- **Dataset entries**
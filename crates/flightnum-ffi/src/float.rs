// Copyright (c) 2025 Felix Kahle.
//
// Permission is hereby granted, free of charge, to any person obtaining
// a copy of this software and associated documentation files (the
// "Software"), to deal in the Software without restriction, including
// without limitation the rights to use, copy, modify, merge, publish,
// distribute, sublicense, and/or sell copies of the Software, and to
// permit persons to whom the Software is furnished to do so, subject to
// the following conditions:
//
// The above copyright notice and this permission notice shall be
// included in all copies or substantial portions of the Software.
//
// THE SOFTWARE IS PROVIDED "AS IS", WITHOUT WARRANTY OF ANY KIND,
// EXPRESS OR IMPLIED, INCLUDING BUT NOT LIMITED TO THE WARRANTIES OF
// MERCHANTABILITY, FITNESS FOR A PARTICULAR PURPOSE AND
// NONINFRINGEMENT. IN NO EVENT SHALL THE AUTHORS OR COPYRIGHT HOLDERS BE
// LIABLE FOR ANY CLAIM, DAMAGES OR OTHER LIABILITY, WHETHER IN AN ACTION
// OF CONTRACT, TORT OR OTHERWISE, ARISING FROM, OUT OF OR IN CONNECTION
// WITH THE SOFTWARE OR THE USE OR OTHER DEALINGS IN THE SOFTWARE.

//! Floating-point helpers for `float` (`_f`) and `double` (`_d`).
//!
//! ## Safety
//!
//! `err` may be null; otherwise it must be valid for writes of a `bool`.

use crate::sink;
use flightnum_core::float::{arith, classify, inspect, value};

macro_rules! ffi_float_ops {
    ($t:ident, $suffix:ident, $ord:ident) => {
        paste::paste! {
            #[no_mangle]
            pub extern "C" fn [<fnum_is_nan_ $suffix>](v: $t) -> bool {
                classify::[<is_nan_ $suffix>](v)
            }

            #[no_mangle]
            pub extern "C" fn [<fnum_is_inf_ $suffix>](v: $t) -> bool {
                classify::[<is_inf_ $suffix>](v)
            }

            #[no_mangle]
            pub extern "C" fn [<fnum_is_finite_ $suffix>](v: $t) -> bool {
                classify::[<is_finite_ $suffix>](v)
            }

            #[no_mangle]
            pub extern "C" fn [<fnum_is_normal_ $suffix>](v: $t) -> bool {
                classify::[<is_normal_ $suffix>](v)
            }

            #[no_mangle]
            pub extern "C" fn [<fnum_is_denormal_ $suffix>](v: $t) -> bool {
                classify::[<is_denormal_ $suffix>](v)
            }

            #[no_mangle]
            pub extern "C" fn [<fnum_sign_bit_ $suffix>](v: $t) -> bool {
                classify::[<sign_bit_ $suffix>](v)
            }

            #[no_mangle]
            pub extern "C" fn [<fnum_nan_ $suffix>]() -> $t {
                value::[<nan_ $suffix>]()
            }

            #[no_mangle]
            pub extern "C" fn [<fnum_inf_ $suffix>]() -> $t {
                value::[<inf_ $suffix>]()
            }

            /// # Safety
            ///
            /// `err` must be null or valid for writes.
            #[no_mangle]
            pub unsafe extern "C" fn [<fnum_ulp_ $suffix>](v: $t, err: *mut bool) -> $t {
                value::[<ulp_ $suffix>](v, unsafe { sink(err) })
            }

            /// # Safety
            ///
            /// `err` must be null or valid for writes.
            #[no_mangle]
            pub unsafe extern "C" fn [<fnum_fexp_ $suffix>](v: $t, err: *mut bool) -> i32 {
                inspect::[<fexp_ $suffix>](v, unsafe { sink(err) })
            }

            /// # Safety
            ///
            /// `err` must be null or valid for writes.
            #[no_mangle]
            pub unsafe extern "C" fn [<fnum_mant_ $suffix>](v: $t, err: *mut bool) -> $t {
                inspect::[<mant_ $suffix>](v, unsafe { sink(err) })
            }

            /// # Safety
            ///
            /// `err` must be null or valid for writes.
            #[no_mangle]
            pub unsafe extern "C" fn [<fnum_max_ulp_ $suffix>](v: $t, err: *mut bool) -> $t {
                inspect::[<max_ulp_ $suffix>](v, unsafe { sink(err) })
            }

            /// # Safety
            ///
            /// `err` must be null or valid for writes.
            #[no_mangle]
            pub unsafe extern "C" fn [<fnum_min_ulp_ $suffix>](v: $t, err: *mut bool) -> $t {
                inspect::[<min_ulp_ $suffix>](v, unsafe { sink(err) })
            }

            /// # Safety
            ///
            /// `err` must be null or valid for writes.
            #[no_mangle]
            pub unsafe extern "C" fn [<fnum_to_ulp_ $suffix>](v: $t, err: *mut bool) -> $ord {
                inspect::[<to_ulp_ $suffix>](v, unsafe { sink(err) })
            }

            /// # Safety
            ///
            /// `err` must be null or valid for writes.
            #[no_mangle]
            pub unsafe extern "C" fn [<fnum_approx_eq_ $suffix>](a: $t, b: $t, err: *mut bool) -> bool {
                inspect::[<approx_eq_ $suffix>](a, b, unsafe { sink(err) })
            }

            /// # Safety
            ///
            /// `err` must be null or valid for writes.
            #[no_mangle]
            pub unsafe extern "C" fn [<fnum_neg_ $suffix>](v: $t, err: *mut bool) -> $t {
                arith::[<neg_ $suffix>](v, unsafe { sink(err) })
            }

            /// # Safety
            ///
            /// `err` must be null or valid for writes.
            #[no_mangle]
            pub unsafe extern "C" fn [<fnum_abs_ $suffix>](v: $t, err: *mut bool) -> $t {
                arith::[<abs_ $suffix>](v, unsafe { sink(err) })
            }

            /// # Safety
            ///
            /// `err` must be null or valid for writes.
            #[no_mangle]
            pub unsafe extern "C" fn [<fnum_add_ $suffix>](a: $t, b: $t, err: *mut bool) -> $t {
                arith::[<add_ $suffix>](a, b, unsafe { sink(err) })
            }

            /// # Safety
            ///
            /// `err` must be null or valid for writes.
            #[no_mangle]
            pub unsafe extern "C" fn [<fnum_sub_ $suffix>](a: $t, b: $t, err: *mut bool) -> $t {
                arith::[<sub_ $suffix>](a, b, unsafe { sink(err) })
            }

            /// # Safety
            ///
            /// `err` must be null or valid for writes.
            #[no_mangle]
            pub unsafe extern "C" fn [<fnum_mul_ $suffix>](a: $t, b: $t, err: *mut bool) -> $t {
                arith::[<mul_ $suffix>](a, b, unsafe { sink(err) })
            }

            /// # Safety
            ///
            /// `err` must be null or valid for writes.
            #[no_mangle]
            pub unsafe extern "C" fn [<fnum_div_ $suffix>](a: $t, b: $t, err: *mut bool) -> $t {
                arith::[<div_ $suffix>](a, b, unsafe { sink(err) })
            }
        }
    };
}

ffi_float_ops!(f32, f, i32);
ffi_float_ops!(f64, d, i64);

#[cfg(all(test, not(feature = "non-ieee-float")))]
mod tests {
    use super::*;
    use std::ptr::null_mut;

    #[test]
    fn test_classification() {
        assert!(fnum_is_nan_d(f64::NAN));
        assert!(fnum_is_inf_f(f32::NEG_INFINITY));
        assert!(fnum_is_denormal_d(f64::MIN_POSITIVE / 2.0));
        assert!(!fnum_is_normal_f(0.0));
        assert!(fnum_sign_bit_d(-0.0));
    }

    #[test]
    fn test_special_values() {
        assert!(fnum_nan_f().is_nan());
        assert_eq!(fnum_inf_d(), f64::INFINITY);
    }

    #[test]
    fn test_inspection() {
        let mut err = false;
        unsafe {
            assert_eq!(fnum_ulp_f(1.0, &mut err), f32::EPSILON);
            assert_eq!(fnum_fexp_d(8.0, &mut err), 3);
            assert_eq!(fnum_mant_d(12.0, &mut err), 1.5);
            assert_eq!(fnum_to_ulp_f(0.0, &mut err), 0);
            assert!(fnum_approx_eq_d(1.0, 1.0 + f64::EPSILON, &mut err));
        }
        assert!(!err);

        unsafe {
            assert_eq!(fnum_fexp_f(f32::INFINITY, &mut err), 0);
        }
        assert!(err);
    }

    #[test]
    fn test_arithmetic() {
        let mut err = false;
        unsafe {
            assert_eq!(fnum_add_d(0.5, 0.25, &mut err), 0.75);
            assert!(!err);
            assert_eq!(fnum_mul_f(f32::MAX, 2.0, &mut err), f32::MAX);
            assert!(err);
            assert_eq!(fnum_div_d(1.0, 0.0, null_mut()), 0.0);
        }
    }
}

==

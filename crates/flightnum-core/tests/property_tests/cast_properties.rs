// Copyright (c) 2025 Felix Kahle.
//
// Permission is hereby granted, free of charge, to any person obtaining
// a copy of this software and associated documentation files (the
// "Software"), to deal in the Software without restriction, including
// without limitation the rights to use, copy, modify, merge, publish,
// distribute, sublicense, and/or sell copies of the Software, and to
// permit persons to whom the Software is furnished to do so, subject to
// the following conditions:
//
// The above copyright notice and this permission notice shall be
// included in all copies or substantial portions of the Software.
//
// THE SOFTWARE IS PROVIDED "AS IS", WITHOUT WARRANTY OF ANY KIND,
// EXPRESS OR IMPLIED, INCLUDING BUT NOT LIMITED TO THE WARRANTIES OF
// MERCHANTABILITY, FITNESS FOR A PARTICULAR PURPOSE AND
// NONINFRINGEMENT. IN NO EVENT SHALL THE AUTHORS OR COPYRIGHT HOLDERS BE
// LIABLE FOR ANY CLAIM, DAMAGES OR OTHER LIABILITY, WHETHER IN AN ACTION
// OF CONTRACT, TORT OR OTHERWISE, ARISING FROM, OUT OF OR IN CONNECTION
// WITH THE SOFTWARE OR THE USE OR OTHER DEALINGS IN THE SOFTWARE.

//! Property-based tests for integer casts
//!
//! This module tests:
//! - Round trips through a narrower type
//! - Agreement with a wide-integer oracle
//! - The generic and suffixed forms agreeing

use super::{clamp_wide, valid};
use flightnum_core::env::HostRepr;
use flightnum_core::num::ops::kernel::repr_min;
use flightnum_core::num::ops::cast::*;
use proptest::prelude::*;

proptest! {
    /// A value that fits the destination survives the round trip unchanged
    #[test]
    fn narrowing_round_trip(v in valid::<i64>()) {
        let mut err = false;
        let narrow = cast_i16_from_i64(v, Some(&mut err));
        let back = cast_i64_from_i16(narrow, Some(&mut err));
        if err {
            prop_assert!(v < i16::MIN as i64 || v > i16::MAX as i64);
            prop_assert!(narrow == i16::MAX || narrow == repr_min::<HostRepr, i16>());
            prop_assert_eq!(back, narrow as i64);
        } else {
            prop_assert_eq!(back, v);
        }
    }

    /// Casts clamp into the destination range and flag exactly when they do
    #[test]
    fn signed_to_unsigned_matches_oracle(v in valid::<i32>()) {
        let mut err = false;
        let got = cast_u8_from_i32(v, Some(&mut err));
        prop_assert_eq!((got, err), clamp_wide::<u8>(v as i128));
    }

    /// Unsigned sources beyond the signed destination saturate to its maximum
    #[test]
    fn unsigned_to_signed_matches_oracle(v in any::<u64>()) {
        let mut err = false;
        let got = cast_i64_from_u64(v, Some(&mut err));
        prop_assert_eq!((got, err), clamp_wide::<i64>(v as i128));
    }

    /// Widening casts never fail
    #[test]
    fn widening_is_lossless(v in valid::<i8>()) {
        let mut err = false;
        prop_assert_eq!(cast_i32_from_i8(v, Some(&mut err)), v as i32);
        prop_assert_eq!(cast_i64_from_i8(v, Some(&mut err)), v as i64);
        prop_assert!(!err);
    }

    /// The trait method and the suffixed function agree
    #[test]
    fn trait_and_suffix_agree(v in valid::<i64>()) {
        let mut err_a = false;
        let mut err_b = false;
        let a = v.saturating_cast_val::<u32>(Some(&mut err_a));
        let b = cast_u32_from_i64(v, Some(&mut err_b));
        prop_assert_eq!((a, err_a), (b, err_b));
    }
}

--

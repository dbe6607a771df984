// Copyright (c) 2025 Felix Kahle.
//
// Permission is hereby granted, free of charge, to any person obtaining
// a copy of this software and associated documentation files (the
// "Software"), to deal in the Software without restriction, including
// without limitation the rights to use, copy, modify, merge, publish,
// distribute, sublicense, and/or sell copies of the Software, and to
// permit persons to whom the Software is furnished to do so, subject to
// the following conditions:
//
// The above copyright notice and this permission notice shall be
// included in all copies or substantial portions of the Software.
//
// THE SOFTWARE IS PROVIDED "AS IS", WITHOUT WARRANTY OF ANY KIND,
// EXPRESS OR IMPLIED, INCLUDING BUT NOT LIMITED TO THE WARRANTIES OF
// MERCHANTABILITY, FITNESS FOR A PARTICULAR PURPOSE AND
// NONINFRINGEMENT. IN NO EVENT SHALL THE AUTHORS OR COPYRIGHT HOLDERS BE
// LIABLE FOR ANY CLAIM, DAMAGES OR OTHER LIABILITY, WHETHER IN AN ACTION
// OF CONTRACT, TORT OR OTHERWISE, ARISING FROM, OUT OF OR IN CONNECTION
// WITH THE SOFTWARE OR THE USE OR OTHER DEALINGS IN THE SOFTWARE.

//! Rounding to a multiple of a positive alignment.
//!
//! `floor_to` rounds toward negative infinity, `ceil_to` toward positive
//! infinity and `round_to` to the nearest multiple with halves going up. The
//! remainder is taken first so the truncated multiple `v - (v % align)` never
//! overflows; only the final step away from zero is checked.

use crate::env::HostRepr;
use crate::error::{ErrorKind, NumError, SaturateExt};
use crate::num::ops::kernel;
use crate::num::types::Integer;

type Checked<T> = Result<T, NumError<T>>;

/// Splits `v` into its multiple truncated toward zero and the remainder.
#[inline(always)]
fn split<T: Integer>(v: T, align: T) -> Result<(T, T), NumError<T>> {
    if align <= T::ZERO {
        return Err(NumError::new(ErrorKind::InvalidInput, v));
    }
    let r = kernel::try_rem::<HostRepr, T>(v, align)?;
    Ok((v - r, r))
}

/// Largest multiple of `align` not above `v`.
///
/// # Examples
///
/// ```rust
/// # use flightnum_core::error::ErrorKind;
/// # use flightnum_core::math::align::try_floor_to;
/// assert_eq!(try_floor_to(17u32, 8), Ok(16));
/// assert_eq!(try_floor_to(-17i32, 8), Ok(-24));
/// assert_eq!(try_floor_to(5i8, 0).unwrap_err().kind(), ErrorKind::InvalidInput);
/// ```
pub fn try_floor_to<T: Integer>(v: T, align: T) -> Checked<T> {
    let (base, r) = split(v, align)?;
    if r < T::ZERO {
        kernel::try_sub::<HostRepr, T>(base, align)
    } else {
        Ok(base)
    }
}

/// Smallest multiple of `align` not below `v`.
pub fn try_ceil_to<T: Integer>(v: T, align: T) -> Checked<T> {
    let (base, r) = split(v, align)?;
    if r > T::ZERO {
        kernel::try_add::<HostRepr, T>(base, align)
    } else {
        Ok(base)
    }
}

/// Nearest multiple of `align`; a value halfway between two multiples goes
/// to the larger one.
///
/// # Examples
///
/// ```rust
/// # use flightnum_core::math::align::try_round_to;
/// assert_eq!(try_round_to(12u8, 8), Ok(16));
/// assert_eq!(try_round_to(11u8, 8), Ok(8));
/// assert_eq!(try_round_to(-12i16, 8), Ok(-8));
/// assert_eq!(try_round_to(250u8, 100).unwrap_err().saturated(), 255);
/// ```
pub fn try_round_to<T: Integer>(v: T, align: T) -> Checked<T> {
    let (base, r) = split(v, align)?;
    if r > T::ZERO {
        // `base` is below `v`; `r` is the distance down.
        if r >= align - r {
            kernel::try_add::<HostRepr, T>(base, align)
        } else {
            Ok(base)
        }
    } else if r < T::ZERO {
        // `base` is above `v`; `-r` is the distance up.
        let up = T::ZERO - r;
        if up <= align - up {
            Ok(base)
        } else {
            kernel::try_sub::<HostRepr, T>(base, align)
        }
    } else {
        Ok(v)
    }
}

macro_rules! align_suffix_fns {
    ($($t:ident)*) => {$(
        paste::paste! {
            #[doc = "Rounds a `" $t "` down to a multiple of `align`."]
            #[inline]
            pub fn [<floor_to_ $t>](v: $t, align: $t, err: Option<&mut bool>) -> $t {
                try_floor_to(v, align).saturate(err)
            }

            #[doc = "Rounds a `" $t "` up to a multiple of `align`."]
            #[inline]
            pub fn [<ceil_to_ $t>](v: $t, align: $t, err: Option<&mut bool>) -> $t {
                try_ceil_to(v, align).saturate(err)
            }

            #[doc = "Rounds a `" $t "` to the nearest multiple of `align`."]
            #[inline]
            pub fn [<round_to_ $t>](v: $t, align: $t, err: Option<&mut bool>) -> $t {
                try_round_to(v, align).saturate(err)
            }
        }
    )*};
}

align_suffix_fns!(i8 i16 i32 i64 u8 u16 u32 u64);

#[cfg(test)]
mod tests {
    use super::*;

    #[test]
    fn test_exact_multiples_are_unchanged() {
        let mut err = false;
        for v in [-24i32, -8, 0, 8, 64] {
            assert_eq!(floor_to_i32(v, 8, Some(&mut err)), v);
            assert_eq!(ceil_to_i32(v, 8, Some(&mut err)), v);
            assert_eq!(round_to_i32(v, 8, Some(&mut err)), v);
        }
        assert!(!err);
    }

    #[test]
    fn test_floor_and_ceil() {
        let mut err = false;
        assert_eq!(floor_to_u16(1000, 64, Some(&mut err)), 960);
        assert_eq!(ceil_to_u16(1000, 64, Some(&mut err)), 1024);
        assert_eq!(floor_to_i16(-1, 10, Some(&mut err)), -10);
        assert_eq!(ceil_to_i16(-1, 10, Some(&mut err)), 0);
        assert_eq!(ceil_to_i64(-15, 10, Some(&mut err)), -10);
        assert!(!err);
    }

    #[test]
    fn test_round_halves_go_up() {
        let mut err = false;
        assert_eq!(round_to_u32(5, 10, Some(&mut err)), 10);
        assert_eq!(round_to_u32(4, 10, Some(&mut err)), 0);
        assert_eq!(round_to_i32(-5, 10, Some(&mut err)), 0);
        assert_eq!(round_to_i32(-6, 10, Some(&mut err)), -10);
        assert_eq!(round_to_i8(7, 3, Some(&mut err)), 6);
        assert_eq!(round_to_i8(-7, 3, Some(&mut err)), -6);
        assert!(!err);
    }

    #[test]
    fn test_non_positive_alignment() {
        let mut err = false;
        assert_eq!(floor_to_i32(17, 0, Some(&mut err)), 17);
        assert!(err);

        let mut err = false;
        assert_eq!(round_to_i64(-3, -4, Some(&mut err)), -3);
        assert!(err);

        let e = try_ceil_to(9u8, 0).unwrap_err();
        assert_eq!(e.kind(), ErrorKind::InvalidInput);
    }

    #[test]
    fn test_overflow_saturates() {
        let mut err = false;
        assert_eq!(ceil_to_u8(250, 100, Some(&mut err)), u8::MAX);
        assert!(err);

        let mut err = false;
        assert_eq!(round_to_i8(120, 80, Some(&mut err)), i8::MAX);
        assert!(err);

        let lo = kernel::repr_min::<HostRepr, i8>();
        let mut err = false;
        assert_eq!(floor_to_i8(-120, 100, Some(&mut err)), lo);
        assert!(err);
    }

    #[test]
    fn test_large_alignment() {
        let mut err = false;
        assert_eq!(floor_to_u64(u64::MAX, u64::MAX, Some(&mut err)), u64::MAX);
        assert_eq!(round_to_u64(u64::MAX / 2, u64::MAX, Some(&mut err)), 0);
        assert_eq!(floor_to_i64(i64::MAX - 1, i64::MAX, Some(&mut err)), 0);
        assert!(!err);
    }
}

- **YOUR OBJECTIVE**
In the entries above, tally the lines that include the string "ErrorKind". Give the figure only.

- **RESPONSE BELOW**
5